§ Data listing

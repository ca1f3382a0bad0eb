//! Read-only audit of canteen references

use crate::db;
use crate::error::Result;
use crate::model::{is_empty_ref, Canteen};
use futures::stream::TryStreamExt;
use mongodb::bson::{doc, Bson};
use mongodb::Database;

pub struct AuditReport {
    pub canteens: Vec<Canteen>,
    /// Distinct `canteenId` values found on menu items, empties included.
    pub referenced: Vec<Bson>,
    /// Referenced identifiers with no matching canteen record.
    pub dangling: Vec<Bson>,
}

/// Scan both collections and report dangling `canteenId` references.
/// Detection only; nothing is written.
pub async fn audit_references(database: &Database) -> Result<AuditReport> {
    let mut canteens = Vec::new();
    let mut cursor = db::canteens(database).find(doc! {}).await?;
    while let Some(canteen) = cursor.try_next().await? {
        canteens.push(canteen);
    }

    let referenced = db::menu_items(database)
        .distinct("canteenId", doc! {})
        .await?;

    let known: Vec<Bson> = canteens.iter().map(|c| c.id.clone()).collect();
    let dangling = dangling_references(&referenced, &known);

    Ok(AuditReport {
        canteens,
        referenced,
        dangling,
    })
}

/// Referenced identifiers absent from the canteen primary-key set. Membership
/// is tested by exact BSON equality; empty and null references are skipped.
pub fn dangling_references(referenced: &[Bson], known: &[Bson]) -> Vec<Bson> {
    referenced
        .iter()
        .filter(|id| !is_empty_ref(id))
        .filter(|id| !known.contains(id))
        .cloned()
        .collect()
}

§ Exercise goal
Take the entries above and return all of them exactly.

§ Problem solution
repository ca1f3382a0bad0eb
//! Read-only audit of canteen references

use crate::db;
use crate::error::Result;
use crate::model::{is_empty_ref, Canteen};
use futures::stream::TryStreamExt;
use mongodb::bson::{doc, Bson};
use mongodb::Database;

pub struct AuditReport {
    pub canteens: Vec<Canteen>,
    /// Distinct `canteenId` values found on menu items, empties included.
    pub referenced: Vec<Bson>,
    /// Referenced identifiers with no matching canteen record.
    pub dangling: Vec<Bson>,
}

/// Scan both collections and report dangling `canteenId` references.
/// Detection only; nothing is written.
pub async fn audit_references(database: &Database) -> Result<AuditReport> {
    let mut canteens = Vec::new();
    let mut cursor = db::canteens(database).find(doc! {}).await?;
    while let Some(canteen) = cursor.try_next().await? {
        canteens.push(canteen);
    }

    let referenced = db::menu_items(database)
        .distinct("canteenId", doc! {})
        .await?;

    let known: Vec<Bson> = canteens.iter().map(|c| c.id.clone()).collect();
    let dangling = dangling_references(&referenced, &known);

    Ok(AuditReport {
        canteens,
        referenced,
        dangling,
    })
}

/// Referenced identifiers absent from the canteen primary-key set. Membership
/// is tested by exact BSON equality; empty and null references are skipped.
pub fn dangling_references(referenced: &[Bson], known: &[Bson]) -> Vec<Bson> {
    referenced
        .iter()
        .filter(|id| !is_empty_ref(id))
        .filter(|id| !known.contains(id))
        .cloned()
        .collect()
}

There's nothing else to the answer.